New Zealand rugby player

Te Aihe Taonga Miharo Lawrence Anderson Toma (Te Aihe Toma) (born 15 March 1993) is a New Zealand rugby union footballer who currently plays as a Halfback for the Steamers in the Mitre 10 Cup. He also featured for Dunedin-based Super Rugby franchise, the , during the 2016 season.

==Provincial career==

Toma debuted for Bay of Plenty during the 2013 season and went on to become more of a regular through to 2015 where he featured in a career high 11 matches and scored one try in the process. In 2018 he featured 10 matches and scored one try in the process.

==Munster==

On 7 November 2016, it was announced that Toma had joined Irish Pro12 side Munster on a short-term loan.
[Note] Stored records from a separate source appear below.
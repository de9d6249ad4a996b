use axum_extra::extract::cookie::{Cookie, SameSite};
use axum_extra::extract::CookieJar;

use crate::config::Config;
use crate::repositories::pending_login_repo::PENDING_LOGIN_TTL_MINUTES;

pub const SESSION_COOKIE_NAME: &str = "session";
pub const OAUTH_STATE_COOKIE_NAME: &str = "oauth_state";

/// Attributes shared by every cookie the server issues.
#[derive(Clone, Debug)]
pub struct CookieSettings {
    pub secure: bool,
    pub session_ttl: chrono::Duration,
}

impl CookieSettings {
    pub fn from_config(config: &Config) -> Self {
        Self {
            secure: config.cookie_secure,
            session_ttl: config.session_ttl(),
        }
    }

    fn build(&self, name: &'static str, value: String, max_age: time::Duration) -> Cookie<'static> {
        // A cross-site frontend only sends the cookie with SameSite=None, which requires Secure
        let same_site = if self.secure {
            SameSite::None
        } else {
            SameSite::Lax
        };
        Cookie::build((name, value))
            .path("/")
            .http_only(true)
            .secure(self.secure)
            .same_site(same_site)
            .max_age(max_age)
            .build()
    }

    pub fn session_cookie(&self, token: &str) -> Cookie<'static> {
        let max_age = time::Duration::seconds(self.session_ttl.num_seconds());
        self.build(SESSION_COOKIE_NAME, token.to_string(), max_age)
    }

    pub fn remove_session_cookie(&self) -> Cookie<'static> {
        self.build(SESSION_COOKIE_NAME, String::new(), time::Duration::ZERO)
    }

    pub fn oauth_state_cookie(&self, state: &str) -> Cookie<'static> {
        let max_age = time::Duration::minutes(PENDING_LOGIN_TTL_MINUTES);
        self.build(OAUTH_STATE_COOKIE_NAME, state.to_string(), max_age)
    }

    pub fn remove_oauth_state_cookie(&self) -> Cookie<'static> {
        self.build(OAUTH_STATE_COOKIE_NAME, String::new(), time::Duration::ZERO)
    }
}

pub fn get_session_token(jar: &CookieJar) -> Option<String> {
    jar.get(SESSION_COOKIE_NAME)
        .map(|cookie| cookie.value().to_string())
        .filter(|token| !token.is_empty())
}

pub fn get_oauth_state(jar: &CookieJar) -> Option<String> {
    jar.get(OAUTH_STATE_COOKIE_NAME)
        .map(|cookie| cookie.value().to_string())
        .filter(|state| !state.is_empty())
}
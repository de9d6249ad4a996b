pub mod auth;
pub mod body_metrics;
pub mod exercises;
pub mod health;
pub mod todos;
pub mod workouts;
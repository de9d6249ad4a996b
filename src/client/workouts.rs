use std::collections::{HashMap, HashSet};

use chrono::{DateTime, Utc};

use super::forms::{SetForm, WorkoutForm};
use super::{ApiClient, ClientResult, ResourceState};
use crate::models::{RangeQuery, UpdateWorkout, UpdateWorkoutSet, Workout, WorkoutDetail, WorkoutSet};

/// Workout list plus per-workout detail, fetched lazily when a workout is
/// first expanded and cached until refreshed or deleted.
pub struct WorkoutStore {
    client: ApiClient,
    pub workouts: ResourceState<Vec<Workout>>,
    pub total: i64,
    pub query: RangeQuery,
    details: HashMap<String, WorkoutDetail>,
    expanded: HashSet<String>,
}

impl WorkoutStore {
    pub fn new(client: ApiClient) -> Self {
        Self {
            client,
            workouts: ResourceState::Idle,
            total: 0,
            query: RangeQuery::default(),
            details: HashMap::new(),
            expanded: HashSet::new(),
        }
    }

    pub fn detail(&self, id: &str) -> Option<&WorkoutDetail> {
        self.details.get(id)
    }

    pub fn is_expanded(&self, id: &str) -> bool {
        self.expanded.contains(id)
    }

    pub async fn load(&mut self) {
        self.workouts = ResourceState::Loading;
        match self.client.list_workouts(&self.query).await {
            Ok(page) => {
                self.total = page.total;
                self.workouts = ResourceState::Loaded(page.items);
            }
            Err(e) => self.workouts = ResourceState::Error(e.to_string()),
        }
    }

    pub async fn set_range(&mut self, query: RangeQuery) {
        self.query = query;
        self.load().await;
    }

    pub async fn create(&mut self, form: &WorkoutForm) -> ClientResult<Workout> {
        let input = form.to_input()?;
        let workout = self.client.create_workout(&input).await?;
        self.load().await;
        Ok(workout)
    }

    /// End a workout; `None` lets the server stamp the current time.
    pub async fn end(&mut self, id: &str, ended_at: Option<DateTime<Utc>>) -> ClientResult<Workout> {
        let workout = self.client.end_workout(id, ended_at).await?;
        self.replace(&workout);
        Ok(workout)
    }

    pub async fn update(&mut self, id: &str, patch: &UpdateWorkout) -> ClientResult<Workout> {
        let workout = self.client.update_workout(id, patch).await?;
        self.replace(&workout);
        Ok(workout)
    }

    /// Delete a workout and forget everything cached about it.
    pub async fn delete(&mut self, id: &str) -> ClientResult<()> {
        self.client.delete_workout(id).await?;
        if let Some(workouts) = self.workouts.data_mut() {
            let before = workouts.len();
            workouts.retain(|w| w.id != id);
            self.total -= (before - workouts.len()) as i64;
        }
        self.details.remove(id);
        self.expanded.remove(id);
        Ok(())
    }

    /// Expand or collapse a workout. The first expansion fetches its detail;
    /// later ones reuse the cache. Returns whether the workout is now expanded.
    pub async fn toggle(&mut self, id: &str) -> ClientResult<bool> {
        if self.expanded.remove(id) {
            return Ok(false);
        }
        if !self.details.contains_key(id) {
            self.refresh_detail(id).await?;
        }
        self.expanded.insert(id.to_string());
        Ok(true)
    }

    /// Re-fetch a workout's detail, replacing any cached copy.
    pub async fn refresh_detail(&mut self, id: &str) -> ClientResult<()> {
        let detail = self.client.workout_detail(id).await?;
        self.details.insert(id.to_string(), detail);
        Ok(())
    }

    pub async fn add_set(&mut self, workout_id: &str, form: &SetForm) -> ClientResult<WorkoutSet> {
        let input = form.to_input()?;
        let set = self.client.create_set(workout_id, &input).await?;
        self.refresh_detail(workout_id).await?;
        Ok(set)
    }

    pub async fn update_set(
        &mut self,
        workout_id: &str,
        set_id: &str,
        patch: &UpdateWorkoutSet,
    ) -> ClientResult<WorkoutSet> {
        let set = self.client.update_set(set_id, patch).await?;
        self.refresh_detail(workout_id).await?;
        Ok(set)
    }

    pub async fn delete_set(&mut self, workout_id: &str, set_id: &str) -> ClientResult<()> {
        self.client.delete_set(set_id).await?;
        self.refresh_detail(workout_id).await
    }

    fn replace(&mut self, workout: &Workout) {
        if let Some(entry) = self
            .workouts
            .data_mut()
            .and_then(|workouts| workouts.iter_mut().find(|w| w.id == workout.id))
        {
            *entry = workout.clone();
        }
        if let Some(detail) = self.details.get_mut(&workout.id) {
            detail.workout = workout.clone();
        }
    }
}
use std::env;

use chrono::Duration;

#[derive(Clone, Debug)]
pub struct Config {
    pub database_url: String,
    pub host: String,
    pub port: u16,
    /// Origin of the browser frontend; used for CORS and post-login redirects.
    pub frontend_origin: String,
    pub line_channel_id: String,
    pub line_channel_secret: String,
    pub line_redirect_uri: String,
    /// When set, cookies are issued with `Secure; SameSite=None` so a
    /// frontend on another origin can send them.
    pub cookie_secure: bool,
    pub session_ttl_hours: i64,
}

impl Config {
    pub fn from_env() -> Result<Self, env::VarError> {
        Ok(Self {
            database_url: env::var("DATABASE_URL")
                .unwrap_or_else(|_| "sqlite:logbook.db?mode=rwc".to_string()),
            host: env::var("HOST").unwrap_or_else(|_| "127.0.0.1".to_string()),
            port: parse_port(env::var("PORT").ok()),
            frontend_origin: env::var("FRONTEND_ORIGIN")
                .map(|origin| origin.trim_end_matches('/').to_string())
                .unwrap_or_else(|_| "http://localhost:5173".to_string()),
            line_channel_id: env::var("LINE_CHANNEL_ID").unwrap_or_default(),
            line_channel_secret: env::var("LINE_CHANNEL_SECRET").unwrap_or_default(),
            line_redirect_uri: env::var("LINE_REDIRECT_URI").unwrap_or_else(|_| {
                "http://localhost:3000/api/auth/line/callback".to_string()
            }),
            cookie_secure: env::var("COOKIE_SECURE")
                .map(|v| matches!(v.as_str(), "1" | "true" | "yes"))
                .unwrap_or(false),
            session_ttl_hours: env::var("SESSION_TTL_HOURS")
                .ok()
                .and_then(|v| v.parse().ok())
                .filter(|hours: &i64| *hours > 0)
                .unwrap_or(24),
        })
    }

    pub fn server_addr(&self) -> String {
        format!("{}:{}", self.host, self.port)
    }

    pub fn session_ttl(&self) -> Duration {
        Duration::hours(self.session_ttl_hours)
    }
}

const DEFAULT_PORT: u16 = 3000;

fn parse_port(raw: Option<String>) -> u16 {
    let Some(raw) = raw else {
        return DEFAULT_PORT;
    };
    match raw.trim().parse() {
        Ok(port) => port,
        Err(e) => {
            tracing::warn!("Invalid PORT {:?} ({}), using {}", raw, e, DEFAULT_PORT);
            DEFAULT_PORT
        }
    }
}

#[cfg(test)]
mod tests {
    use super::*;

    #[test]
    fn test_parse_port() {
        assert_eq!(parse_port(None), DEFAULT_PORT);
        assert_eq!(parse_port(Some("8080".to_string())), 8080);
        assert_eq!(parse_port(Some(" 8081 ".to_string())), 8081);
    }

    #[test]
    fn test_parse_port_rejects_garbage() {
        assert_eq!(parse_port(Some("80a0".to_string())), DEFAULT_PORT);
        assert_eq!(parse_port(Some("70000".to_string())), DEFAULT_PORT);
        assert_eq!(parse_port(Some(String::new())), DEFAULT_PORT);
    }
}
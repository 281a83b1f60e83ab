//! `arscan verify` - check that every file of a drive is retrievable.

use anyhow::{Context, Result};
use clap::Args;
use std::process::ExitCode;
use std::time::Instant;
use tracing::info;

use arscan::report::{self, OutputFormat, ReportContext};
use arscan::utils::format_duration;
use arscan::verify::{NumericRange, VerificationPipeline, VerifyFilters};

use super::{Session, emit};
use crate::ui;

#[derive(Args, Debug)]
pub struct VerifyArgs {
    /// Drive id to verify
    pub drive_id: String,

    /// Only report files with this extension (e.g. png)
    #[arg(long)]
    pub ext: Option<String>,

    /// Treat filenames as a numbered sequence and report gaps
    #[arg(long)]
    pub numeric: bool,

    /// First number of the sequence (default: smallest found)
    #[arg(long, requires = "numeric")]
    pub min: Option<u64>,

    /// Last number of the sequence (default: largest found)
    #[arg(long, requires = "numeric")]
    pub max: Option<u64>,

    /// Output format
    #[arg(long, value_enum, default_value_t = OutputFormat::Text)]
    pub format: OutputFormat,

    /// List healthy files too (text format)
    #[arg(long)]
    pub all: bool,
}

impl VerifyArgs {
    fn filters(&self) -> VerifyFilters {
        VerifyFilters {
            extension: self.ext.clone(),
            numeric: self.numeric.then_some(NumericRange {
                min: self.min,
                max: self.max,
            }),
        }
    }
}

/// Exit code when the drive has files that are not healthy.
const UNHEALTHY_EXIT_CODE: u8 = 2;

/// Execute the verify command.
///
/// Exits with [`UNHEALTHY_EXIT_CODE`] unless every file is healthy.
pub async fn execute(session: &Session, args: VerifyArgs) -> Result<ExitCode> {
    let started = Instant::now();
    let spinner = ui::spinner(format!("Verifying drive {}", args.drive_id));

    let pipeline = VerificationPipeline::new(
        session.fetcher(),
        session.payloads(),
        session.config.verify_config(),
    )
    .with_progress(spinner.clone());

    let result = pipeline.verify_drive(&args.drive_id, &args.filters()).await;
    spinner.finish_and_clear();
    let report = result.with_context(|| format!("Verification of drive {} failed", args.drive_id))?;

    let output = match args.format {
        OutputFormat::Text => report::render_text(&report, args.all, &mut ReportContext::new()),
        OutputFormat::Csv => report::render_csv(&report),
        OutputFormat::Json => report::render_json(&report).context("Failed to encode report")?,
    };
    emit(&output);

    let elapsed = chrono::Duration::from_std(started.elapsed())
        .map(format_duration)
        .unwrap_or_default();
    info!(
        drive_id = %report.drive_id,
        total = report.summary.total,
        healthy = report.summary.healthy,
        elapsed = %elapsed,
        "Verification finished"
    );

    if report.summary.all_healthy() {
        Ok(ExitCode::SUCCESS)
    } else {
        Ok(ExitCode::from(UNHEALTHY_EXIT_CODE))
    }
}
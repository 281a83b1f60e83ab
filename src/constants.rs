//! Shared defaults for gateway access, pagination and verification.

/// Default public gateway.
pub const DEFAULT_GATEWAY_URL: &str = "https://arweave.net";

/// Environment variable overriding the configured gateway URL.
pub const GATEWAY_ENV_VAR: &str = "ARSCAN_GATEWAY";

/// Config file name looked up under the user config directory.
pub const CONFIG_FILE_NAME: &str = "arscan.toml";

/// HTTP request timeout in seconds.
pub const DEFAULT_TIMEOUT_SECS: u64 = 30;

/// Page size used when none is configured.
pub const DEFAULT_PAGE_SIZE: usize = 100;

/// Largest page the gateway will serve.
pub const MAX_PAGE_SIZE: usize = 100;

/// Attempts per metadata fetch or status poll (initial attempt included).
pub const DEFAULT_MAX_ATTEMPTS: u32 = 5;

/// First retry delay in milliseconds.
pub const DEFAULT_RETRY_INITIAL_DELAY_MS: u64 = 250;

/// Upper bound for a single retry delay in milliseconds.
pub const DEFAULT_RETRY_MAX_DELAY_MS: u64 = 5_000;

/// Minimum delay between two verification dispatches in milliseconds.
pub const DEFAULT_DISPATCH_DELAY_MS: u64 = 50;

/// Widest numeric range gap detection will lay out slot by slot.
pub const MAX_GAP_SPAN: u64 = 100_000;

/// Winston per AR.
pub const WINSTON_PER_AR: u128 = 1_000_000_000_000;
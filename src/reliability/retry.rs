//! Bounded retry with exponential backoff.
//!
//! A single [`RetryPolicy`] drives every retry loop in the crate (page
//! transport, metadata payload fetches, transaction status polling), so all
//! of them share the same attempt accounting and delay schedule.
//!
//! # Example
//!
//! ```rust,ignore
//! use arscan::reliability::retry::{retry_async, RetryPolicy};
//!
//! let payload = retry_async(
//!     &RetryPolicy::default(),
//!     "fetch metadata",
//!     || async { gateway.fetch_payload(tx_id).await },
//!     |e| e.is_transient(),
//! ).await;
//! ```

use backon::{BackoffBuilder, ExponentialBuilder, Retryable};
use std::future::Future;
use std::time::Duration;
use tracing::{debug, warn};

use crate::constants;

/// Retry behavior shared by every retried gateway interaction.
#[derive(Debug, Clone, PartialEq)]
pub struct RetryPolicy {
    /// Total attempts, including the first one. `1` disables retries.
    pub max_attempts: u32,
    /// Delay before the first retry.
    pub initial_delay: Duration,
    /// Maximum delay between retries.
    pub max_delay: Duration,
    /// Multiplier for exponential backoff (e.g., 2.0 doubles delay each retry).
    pub factor: f32,
    /// Add random jitter to each delay.
    pub jitter: bool,
}

impl Default for RetryPolicy {
    fn default() -> Self {
        Self {
            max_attempts: constants::DEFAULT_MAX_ATTEMPTS,
            initial_delay: Duration::from_millis(constants::DEFAULT_RETRY_INITIAL_DELAY_MS),
            max_delay: Duration::from_millis(constants::DEFAULT_RETRY_MAX_DELAY_MS),
            factor: 2.0,
            jitter: true,
        }
    }
}

impl RetryPolicy {
    /// A policy that makes exactly one attempt.
    #[must_use]
    pub fn none() -> Self {
        Self {
            max_attempts: 1,
            ..Self::default()
        }
    }

    /// Create a policy for quick operations (fewer attempts, shorter delays).
    #[must_use]
    pub fn quick() -> Self {
        Self {
            max_attempts: 3,
            initial_delay: Duration::from_millis(100),
            max_delay: Duration::from_secs(1),
            factor: 2.0,
            jitter: true,
        }
    }

    /// Set the total number of attempts. Values below one are clamped to one.
    #[must_use]
    pub const fn with_max_attempts(mut self, max_attempts: u32) -> Self {
        self.max_attempts = if max_attempts == 0 { 1 } else { max_attempts };
        self
    }

    /// Set initial delay.
    #[must_use]
    pub const fn with_initial_delay(mut self, delay: Duration) -> Self {
        self.initial_delay = delay;
        self
    }

    /// Set the delay cap.
    #[must_use]
    pub const fn with_max_delay(mut self, delay: Duration) -> Self {
        self.max_delay = delay;
        self
    }

    /// Disable jitter, making the delay schedule deterministic.
    #[must_use]
    pub const fn without_jitter(mut self) -> Self {
        self.jitter = false;
        self
    }

    /// Number of retries after the first attempt.
    #[must_use]
    pub const fn max_retries(&self) -> u32 {
        self.max_attempts.saturating_sub(1)
    }

    /// The delays the policy waits between attempts, in order.
    pub fn delays(&self) -> impl Iterator<Item = Duration> {
        self.build_backoff().build()
    }

    /// Build the exponential backoff strategy.
    fn build_backoff(&self) -> ExponentialBuilder {
        let builder = ExponentialBuilder::default()
            .with_min_delay(self.initial_delay)
            .with_max_delay(self.max_delay)
            .with_max_times(self.max_retries() as usize)
            .with_factor(self.factor);
        if self.jitter {
            builder.with_jitter()
        } else {
            builder
        }
    }
}

/// Retry an async operation according to `policy`.
///
/// # Arguments
///
/// * `policy` - Retry policy
/// * `operation_name` - Name for logging
/// * `operation` - The async operation to retry
/// * `is_retryable` - Predicate to determine if an error is worth another attempt
///
/// # Returns
///
/// The result of the operation, or the last error if all attempts failed.
pub async fn retry_async<F, Fut, T, E, R>(
    policy: &RetryPolicy,
    operation_name: &str,
    operation: F,
    is_retryable: R,
) -> Result<T, E>
where
    F: FnMut() -> Fut,
    Fut: Future<Output = Result<T, E>>,
    E: std::fmt::Display,
    R: Fn(&E) -> bool,
{
    let backoff = policy.build_backoff();
    let max_attempts = policy.max_attempts;

    let mut attempt = 0u32;
    let notify = |err: &E, dur: Duration| {
        attempt += 1;
        warn!(
            operation = %operation_name,
            attempt = attempt,
            max_attempts = max_attempts,
            next_delay_ms = dur.as_millis() as u64,
            error = %err,
            "Attempt failed, will retry"
        );
    };

    let result = operation
        .retry(backoff)
        .when(move |e| is_retryable(e))
        .notify(notify)
        .await;

    if let Err(e) = &result {
        debug!(
            operation = %operation_name,
            error = %e,
            "Giving up"
        );
    }
    result
}

/// Check if an HTTP status code is retryable.
#[must_use]
pub const fn is_retryable_status(status: u16) -> bool {
    matches!(status, 408 | 429 | 500 | 502 | 503 | 504)
}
On 2 December 2016, Toma made his competitive debut for Munster when he came on as a replacement for Duncan Williams in a 2016–17 Pro12 fixture against Scottish side Glasgow Warriors.

==Super Rugby==

Toma spent the early part of the 2016 Super Rugby season with the Development Squad, however a halfback crisis which saw Aaron Smith, Fumiaki Tanaka and Josh Renton all ruled out after the 2016 mid-year rugby union internationals break led to Toma receiving a call up to the Highlanders squad for their tours of South Africa and Argentina. In all, Toma made 3 appearances for the Highlanders, starting one game as they reached the semi-finals of the competition.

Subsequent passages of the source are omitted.